> What is expected: From the records below, extract only the lines running from the line with "let order = self.order;" to the line with "let coefficients = estimate_ar(&working, order.p)?;", both lines included, reproducing them exactly.

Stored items

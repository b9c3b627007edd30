//! Interactive menu shown when no subcommand is given.

use dialoguer::Select;
use outbreak_stats::StateStatsSource;

use crate::report;

/// Top-level actions offered by the menu.
enum Action {
    ListStates,
    ShowStats,
    Forecast,
    Server,
}

impl Action {
    const ALL: &[Self] = &[
        Self::ListStates,
        Self::ShowStats,
        Self::Forecast,
        Self::Server,
    ];

    #[must_use]
    const fn label(&self) -> &'static str {
        match self {
            Self::ListStates => "List states",
            Self::ShowStats => "Show state statistics",
            Self::Forecast => "Forecast a state",
            Self::Server => "Start server",
        }
    }
}

/// Prompts for an action and runs it against `source`.
///
/// # Errors
///
/// Returns an error if a prompt fails, the statistics table cannot be read,
/// a forecast fails, or the server cannot start.
pub async fn run(source: StateStatsSource) -> Result<(), Box<dyn std::error::Error>> {
    println!("Outbreak Toolchain");
    println!();

    let labels: Vec<&str> = Action::ALL.iter().map(Action::label).collect();

    let idx = Select::new()
        .with_prompt("What would you like to do?")
        .items(&labels)
        .default(0)
        .interact()?;

    match Action::ALL[idx] {
        Action::ListStates => {
            for state in outbreak_forecast::list_known_states(&source)? {
                println!("{state}");
            }
        }
        Action::ShowStats => {
            let aggregates = outbreak_stats::get_state_aggregates(&source)?;
            print!("{}", report::stats_table(&aggregates));
        }
        Action::Forecast => {
            let states = outbreak_forecast::list_known_states(&source)?;
            if states.is_empty() {
                println!("The statistics table has no states.");
                return Ok(());
            }

            let idx = Select::new()
                .with_prompt("State")
                .items(&states)
                .default(0)
                .interact()?;

            let result = outbreak_forecast::forecast_for_state(&source, &states[idx])?;
            print!("{}", report::forecast_table(&result));
        }
        Action::Server => {
            tokio::task::spawn_blocking(|| {
                actix_web::rt::System::new().block_on(outbreak_server::interactive::run())
            })
            .await??;
        }
    }

    Ok(())
}
//! Interactive mode for the server.
//!
//! Prompts for bind address, port and statistics table location before
//! starting the server.

use dialoguer::{Confirm, Input};
use outbreak_stats::StateStatsSource;

use crate::ServerConfig;

/// Runs the server in interactive mode, prompting for configuration.
///
/// Defaults for each prompt come from [`ServerConfig::from_env`].
///
/// # Errors
///
/// Returns an `std::io::Result` error if the underlying server fails to
/// start.
#[allow(clippy::future_not_send)]
pub async fn run() -> std::io::Result<()> {
    println!("Outbreak Server");
    println!();

    let defaults = ServerConfig::from_env();

    let bind_addr: String = Input::new()
        .with_prompt("Bind address")
        .default(defaults.bind_addr.clone())
        .interact_text()
        .unwrap_or_else(|_| defaults.bind_addr.clone());

    let port: u16 = Input::new()
        .with_prompt("Port")
        .default(defaults.port)
        .interact_text()
        .unwrap_or(defaults.port);

    let default_path = defaults.source.path().display().to_string();
    let data_path: String = Input::new()
        .with_prompt("Statistics table")
        .default(default_path.clone())
        .interact_text()
        .unwrap_or(default_path);

    if !Confirm::new()
        .with_prompt(format!("Start server on {bind_addr}:{port}?"))
        .default(true)
        .interact()
        .unwrap_or(true)
    {
        println!("Cancelled.");
        return Ok(());
    }

    super::serve(ServerConfig {
        bind_addr,
        port,
        source: StateStatsSource::new(data_path),
    })
    .await
}
//! Autoregressive integrated models without moving-average terms.
//!
//! The series is differenced `d` times, AR coefficients are estimated by
//! conditional least squares on the differenced values (no intercept), and
//! forecasts are produced recursively before being integrated back onto the
//! original scale.

use outbreak_forecast_models::ArimaOrder;
use thiserror::Error;

/// Relative ridge added to the normal equations so that perfectly linear
/// trends (rank-one lag matrices) remain solvable.
const RIDGE: f64 = 1e-8;

/// Pivots smaller than this fraction of the mean diagonal are singular.
const PIVOT_EPSILON: f64 = 1e-14;

/// Errors from fitting or forecasting a model.
#[derive(Debug, Clone, PartialEq, Error)]
pub enum ModelError {
    /// Moving-average terms are not supported.
    #[error("{order} is not supported: moving-average terms must be zero")]
    UnsupportedOrder {
        /// Requested order.
        order: ArimaOrder,
    },

    /// The series has too few observations for the requested order.
    #[error("Series too short: need at least {needed} observations, got {got}")]
    TooShort {
        /// Minimum number of observations.
        needed: usize,
        /// Observations provided.
        got: usize,
    },

    /// The series contains NaN or infinity.
    #[error("Series contains a non-finite value at index {index}")]
    NonFinite {
        /// Index of the first offending value.
        index: usize,
    },

    /// The least-squares system could not be solved.
    #[error("Autoregressive coefficients could not be estimated: singular system")]
    Singular,

    /// Recursive forecasting produced a non-finite value.
    #[error("Forecast diverged at step {step}")]
    Diverged {
        /// 1-based forecast step.
        step: usize,
    },
}

/// Unfitted model of a given order.
#[derive(Debug, Clone, Copy, PartialEq, Eq)]
pub struct Arima {
    order: ArimaOrder,
}

impl Arima {
    /// Creates a model of the given order.
    #[must_use]
    pub const fn new(order: ArimaOrder) -> Self {
        Self { order }
    }

    /// Minimum series length this model can be fitted on.
    #[must_use]
    pub const fn min_observations(&self) -> usize {
        self.order.p + self.order.d + 1
    }

    /// Fits the model to `series`.
    ///
    /// # Errors
    ///
    /// * [`ModelError::UnsupportedOrder`] if the order has MA terms
    /// * [`ModelError::TooShort`] if `series` is shorter than
    ///   [`Self::min_observations`]
    /// * [`ModelError::NonFinite`] if `series` contains NaN or infinity
    /// * [`ModelError::Singular`] if the coefficients cannot be solved for
    pub fn fit(&self, series: &[f64]) -> Result<FittedArima, ModelError> {
        let order = self.order;
        if order.q > 0 {
            return Err(ModelError::UnsupportedOrder { order });
        }

        let needed = self.min_observations();
        if series.len() < needed {
            return Err(ModelError::TooShort {
                needed,
                got: series.len(),
            });
        }

        if let Some(index) = series.iter().position(|v| !v.is_finite()) {
            return Err(ModelError::NonFinite { index });
        }

        // Last value of each integration level, outermost first.
        let mut tails = Vec::with_capacity(order.d);
        let mut working = series.to_vec();
        for _ in 0..order.d {
            if let Some(&last) = working.last() {
                tails.push(last);
            }
            working = difference(&working);
        }

        let coefficients = estimate_ar(&working, order.p)?;

        Ok(FittedArima {
            coefficients,
            tails,
            differenced: working,
        })
    }
}

/// A fitted model, ready to forecast.
#[derive(Debug, Clone, PartialEq)]
pub struct FittedArima {
    coefficients: Vec<f64>,
    tails: Vec<f64>,
    differenced: Vec<f64>,
}

impl FittedArima {
    /// Estimated AR coefficients, lag 1 first.
    #[must_use]
    pub fn coefficients(&self) -> &[f64] {
        &self.coefficients
    }

    /// Forecasts `steps` values past the end of the fitted series, on the
    /// original (undifferenced) scale.
    ///
    /// # Errors
    ///
    /// Returns [`ModelError::Diverged`] if a forecast is not finite.
    pub fn forecast(&self, steps: usize) -> Result<Vec<f64>, ModelError> {
        let mut extended = self.differenced.clone();
        let mut tails = self.tails.clone();
        let mut forecasts = Vec::with_capacity(steps);

        for step in 1..=steps {
            let n = extended.len();
            let next: f64 = self
                .coefficients
                .iter()
                .enumerate()
                .filter(|(j, _)| n > *j)
                .map(|(j, phi)| phi * extended[n - j - 1])
                .sum();
            extended.push(next);

            let mut value = next;
            for tail in tails.iter_mut().rev() {
                *tail += value;
                value = *tail;
            }

            if !value.is_finite() {
                return Err(ModelError::Diverged { step });
            }
            forecasts.push(value);
        }

        Ok(forecasts)
    }
}

fn difference(values: &[f64]) -> Vec<f64> {
    values.windows(2).map(|w| w[1] - w[0]).collect()
}

/// Conditional least-squares AR(p) estimate without intercept.
#[allow(clippy::float_cmp, clippy::needless_range_loop)]
fn estimate_ar(values: &[f64], p: usize) -> Result<Vec<f64>, ModelError> {
    if p == 0 {
        return Ok(Vec::new());
    }

    let mut xtx = vec![vec![0.0; p]; p];
    let mut xty = vec![0.0; p];

    for t in p..values.len() {
        for j in 0..p {
            let xj = values[t - j - 1];
            xty[j] += xj * values[t];
            for k in 0..p {
                xtx[j][k] += xj * values[t - k - 1];
            }
        }
    }

    #[allow(clippy::cast_precision_loss)]
    let scale = (0..p).map(|i| xtx[i][i]).sum::<f64>() / p as f64;
    if scale == 0.0 {
        // Every lagged value is zero: nothing to regress on.
        return Ok(vec![0.0; p]);
    }

    for (i, row) in xtx.iter_mut().enumerate() {
        row[i] += scale * RIDGE;
    }

    solve(xtx, xty, scale * PIVOT_EPSILON)
}

/// Solves `a * x = b` by Gauss-Jordan elimination with partial pivoting.
#[allow(clippy::float_cmp, clippy::needless_range_loop)]
fn solve(mut a: Vec<Vec<f64>>, mut b: Vec<f64>, min_pivot: f64) -> Result<Vec<f64>, ModelError> {
    let n = b.len();

    for col in 0..n {
        let pivot_row = (col..n)
            .max_by(|&x, &y| a[x][col].abs().total_cmp(&a[y][col].abs()))
            .unwrap_or(col);

        let pivot = a[pivot_row][col];
        if !pivot.is_finite() || pivot.abs() < min_pivot {
            return Err(ModelError::Singular);
        }

        a.swap(col, pivot_row);
        b.swap(col, pivot_row);

        for k in col..n {
            a[col][k] /= pivot;
        }
        b[col] /= pivot;

        for row in 0..n {
            if row == col {
                continue;
            }
            let factor = a[row][col];
            if factor == 0.0 {
                continue;
            }
            for k in col..n {
                a[row][k] -= factor * a[col][k];
            }
            b[row] -= factor * b[col];
        }
    }

    if b.iter().all(|v| v.is_finite()) {
        Ok(b)
    } else {
        Err(ModelError::Singular)
    }
}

> Solution for this problem:
        let order = self.order;
        if order.q > 0 {
            return Err(ModelError::UnsupportedOrder { order });
        }

        let needed = self.min_observations();
        if series.len() < needed {
            return Err(ModelError::TooShort {
                needed,
                got: series.len(),
            });
        }

        if let Some(index) = series.iter().position(|v| !v.is_finite()) {
            return Err(ModelError::NonFinite { index });
        }

        // Last value of each integration level, outermost first.
        let mut tails = Vec::with_capacity(order.d);
        let mut working = series.to_vec();
        for _ in 0..order.d {
            if let Some(&last) = working.last() {
                tails.push(last);
            }
            working = difference(&working);
        }

        let coefficients = estimate_ar(&working, order.p)?;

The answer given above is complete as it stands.